Another student, freshman Robert Rein, also saw the night’s clashes. “I was being shot at with rubber bullets. We ran; had to hide behind a car in some kid’s driveway.”

Rein said the party-goers reacted badly to the arrival of police in riot gear. “People were shit-talking the police,” he said. At one point, students were filmed chanting “fuck the police”. He also said that he saw officers patrolling the streets later that night with “shotguns and M16s”, though he did not think they were fired. He said that he thought “they were trying to scare everyone away”.

Ian Freeman is a syndicated radio host, a member of the libertarian Free State movement, and currently a candidate for governor of New Hampshire. The Guardian interviewed him at a food truck a block from Winchester Street, the epicentre of the weekend’s clashes, where bought an egg sandwich from the truck using Bitcoin.

“It was pretty rowdy last year, but not like this,” said Freeman, who lives in Keene.

“The police response wasn’t as extreme.” About the police tactics, he said: “Well, they didn’t shoot anybody with a real gun, so that’s good. But it was aggressive.” He said that some police were dressed in military-style fatigues, and the state police in full riot gear “looked like stormtroopers”.
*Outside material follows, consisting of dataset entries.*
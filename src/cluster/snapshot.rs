//! Point-in-time view of the cluster configuration tree
//!
//! A snapshot is parsed from one linearizable agency read and is never
//! refreshed: every removal attempt takes a fresh snapshot and judges the
//! cluster against it alone.

use crate::agency::AgencyPaths;
use serde::{Deserialize, Serialize};
use serde_json::Value;
use std::collections::BTreeMap;

/// Per-server liveness status as maintained by the supervision.
#[derive(Debug, Clone, Copy, PartialEq, Eq, Serialize, Deserialize, Default)]
#[serde(rename_all = "UPPERCASE")]
pub enum HealthStatus {
    Good,
    Bad,
    Failed,
    #[serde(other)]
    #[default]
    Unknown,
}

impl HealthStatus {
    /// Wire string, as stored under `Supervision/Health/<id>/Status`.
    pub fn as_str(&self) -> &'static str {
        match self {
            HealthStatus::Good => "GOOD",
            HealthStatus::Bad => "BAD",
            HealthStatus::Failed => "FAILED",
            HealthStatus::Unknown => "UNKNOWN",
        }
    }
}

/// Health record kept by the supervision for one server.
#[derive(Debug, Clone, PartialEq, Serialize, Deserialize, Default)]
#[serde(rename_all = "PascalCase")]
pub struct HealthRecord {
    #[serde(default)]
    pub status: HealthStatus,
    #[serde(default, skip_serializing_if = "Option::is_none")]
    pub short_name: Option<String>,
    #[serde(default, skip_serializing_if = "Option::is_none")]
    pub endpoint: Option<String>,
}

/// Immutable materialization of the topology-relevant parts of the tree.
///
/// `plan` and `current` map agency-keys (full tree paths of shard
/// assignment entries) to the server list observed at those paths, kept
/// as raw JSON so preconditions can assert the exact observed value.
#[derive(Debug, Clone, Default)]
pub struct ClusterSnapshot {
    /// Desired topology: agency-key → `[leader, follower...]`
    pub plan: BTreeMap<String, Value>,
    /// Observed topology: agency-key → `[leader, follower...]`
    pub current: BTreeMap<String, Value>,
    /// Supervision health map: server id → record
    pub health: BTreeMap<String, HealthRecord>,
}

impl ClusterSnapshot {
    /// Parse a snapshot out of a tree returned by an agency read.
    ///
    /// Subtrees that are absent (fresh cluster, partial fixtures) parse
    /// as empty maps; malformed health records degrade to
    /// `HealthStatus::Unknown` rather than failing the whole attempt.
    pub fn parse(tree: &Value, paths: &AgencyPaths) -> Self {
        let root = tree.get(paths.prefix()).cloned().unwrap_or(Value::Null);
        let mut snapshot = ClusterSnapshot::default();

        // Plan/Collections/<db>/<coll>/shards/<shard> -> [servers]
        if let Some(dbs) = root
            .pointer("/Plan/Collections")
            .and_then(Value::as_object)
        {
            for (db, colls) in dbs {
                let Some(colls) = colls.as_object() else {
                    continue;
                };
                for (coll, body) in colls {
                    let Some(shards) = body.get("shards").and_then(Value::as_object) else {
                        continue;
                    };
                    for (shard, servers) in shards {
                        snapshot
                            .plan
                            .insert(paths.plan_shard(db, coll, shard), servers.clone());
                    }
                }
            }
        }

        // Current/Collections/<db>/<coll>/<shard>/servers -> [servers]
        if let Some(dbs) = root
            .pointer("/Current/Collections")
            .and_then(Value::as_object)
        {
            for (db, colls) in dbs {
                let Some(colls) = colls.as_object() else {
                    continue;
                };
                for (coll, shards) in colls {
                    let Some(shards) = shards.as_object() else {
                        continue;
                    };
                    for (shard, body) in shards {
                        let Some(servers) = body.get("servers") else {
                            continue;
                        };
                        snapshot.current.insert(
                            paths.current_shard_servers(db, coll, shard),
                            servers.clone(),
                        );
                    }
                }
            }
        }

        if let Some(health) = root
            .pointer("/Supervision/Health")
            .and_then(Value::as_object)
        {
            for (id, record) in health {
                let record: HealthRecord =
                    serde_json::from_value(record.clone()).unwrap_or_default();
                snapshot.health.insert(id.clone(), record);
            }
        }

        snapshot
    }

    /// Health record for one server, if the supervision knows it.
    pub fn health_of(&self, id: &str) -> Option<&HealthRecord> {
        self.health.get(id)
    }

    /// Does this server list (a JSON array of ids) contain `id`?
    pub fn list_contains(servers: &Value, id: &str) -> bool {
        servers
            .as_array()
            .map(|list| list.iter().any(|s| s.as_str() == Some(id)))
            .unwrap_or(false)
    }
}

#[cfg(test)]
mod tests {
    use super::*;
    use serde_json::json;

    fn tree() -> Value {
        json!({
            "arango": {
                "Plan": {
                    "Collections": {
                        "shop": {
                            "products": {
                                "shards": {
                                    "s01": ["PRMR-1"],
                                    "s02": ["PRMR-1", "PRMR-2"],
                                }
                            }
                        }
                    }
                },
                "Current": {
                    "Collections": {
                        "shop": {
                            "products": {
                                "s01": { "servers": ["PRMR-1"] },
                                "s02": { "servers": ["PRMR-1", "PRMR-2"] },
                            }
                        }
                    }
                },
                "Supervision": {
                    "Health": {
                        "PRMR-1": { "Status": "GOOD", "ShortName": "DBServer0001" },
                        "PRMR-2": { "Status": "FAILED" },
                        "CRDN-1": { "Status": "WEIRD-NEW-STATE" },
                    }
                }
            }
        })
    }

    #[test]
    fn test_parse_shard_tables() {
        let snapshot = ClusterSnapshot::parse(&tree(), &AgencyPaths::default());
        assert_eq!(snapshot.plan.len(), 2);
        assert_eq!(snapshot.current.len(), 2);
        assert_eq!(
            snapshot.plan["/arango/Plan/Collections/shop/products/shards/s02"],
            json!(["PRMR-1", "PRMR-2"])
        );
        assert_eq!(
            snapshot.current["/arango/Current/Collections/shop/products/s01/servers"],
            json!(["PRMR-1"])
        );
    }

    #[test]
    fn test_parse_health() {
        let snapshot = ClusterSnapshot::parse(&tree(), &AgencyPaths::default());
        assert_eq!(snapshot.health_of("PRMR-2").unwrap().status, HealthStatus::Failed);
        assert_eq!(
            snapshot.health_of("PRMR-1").unwrap().short_name.as_deref(),
            Some("DBServer0001")
        );
        // Unrecognized statuses degrade instead of failing the parse.
        assert_eq!(
            snapshot.health_of("CRDN-1").unwrap().status,
            HealthStatus::Unknown
        );
        assert!(snapshot.health_of("PRMR-9").is_none());
    }

    #[test]
    fn test_parse_empty_tree() {
        let snapshot = ClusterSnapshot::parse(&json!({}), &AgencyPaths::default());
        assert!(snapshot.plan.is_empty());
        assert!(snapshot.current.is_empty());
        assert!(snapshot.health.is_empty());
    }

    #[test]
    fn test_list_contains() {
        assert!(ClusterSnapshot::list_contains(
            &json!(["PRMR-1", "PRMR-2"]),
            "PRMR-2"
        ));
        assert!(!ClusterSnapshot::list_contains(&json!(["PRMR-1"]), "PRMR-2"));
        assert!(!ClusterSnapshot::list_contains(&json!("PRMR-2"), "PRMR-2"));
    }
}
“In my opinion, the police escalated the situation – which they seem to have a penchant for.” He said that “it’s like [the police] are boys with their toys. They’re just waiting for an opportunity to use those toys.”

Freeman videotaped many of the clashes between students and police. In one video, a group of at least 20 officers overwhelm two students who did not appear to be resisting, pushing them to the ground before handcuffing and arresting them.

“This is by no means the first time that low-level misbehaviour at colleges has been met with Swat-level response,” said Walter Olson, a senior fellow at the Cato institute. “It makes it more dangerous, not less, when police come in like an army rather than as fellow citizens. It’s shocking for people to consider Keene, New Hampshire, having militarised police in the first place – this is not Baltimore, not Los Angeles, this is a quiet college town.”

“If police dress up like the public are their enemy; if they were trained in military tactics to treat the public as their enemy, it is easy for them to make a mistake and treat the public as their enemy when they get on the street,” Olson said.

Asked by the Guardian at a press conference Monday whether the events represented a growing disaffection between the youth and law enforcement, police chief Meola said that he didn’t know. “It seems we see it more and more,” he said. Quinn told the press conference: “I don’t think it could have ended any better than it did.” He and Meola both said that many students had thanked police on the night for intervening.

“People, especially young people, young men aged 18 to 25 who are packed full of testosterone, they are going to react to what they see as aggression – it is aggression,” said Lee Perkins, executive director of Cheshire TV, the local public-access station. “When I was a kid, cops didn’t look like special forces; they looked like cops.” By contrast, he said, the police in full riot gear and military fatigues in play at the pumpkin festival riots were “frightening” to kids.

The problem is getting worse. “There has been a large expansion over the last couple of decades of the availability of Swat equipment and the formation of Swat units across the United States,” said David Sklansky, a professor of law at Stanford. “Some of this has been driven by federal grant money and federal programs that allow police departments to get military-grade equipment virtually for free.”

Jared Goodell, a reporter for Cheshire TV who covered the riots, told the Guardian that “for college students, it shows them that when they have a party, the police will show up with military force. It becomes the new normal.”

He adds: “If it has become normal, then what’s next?”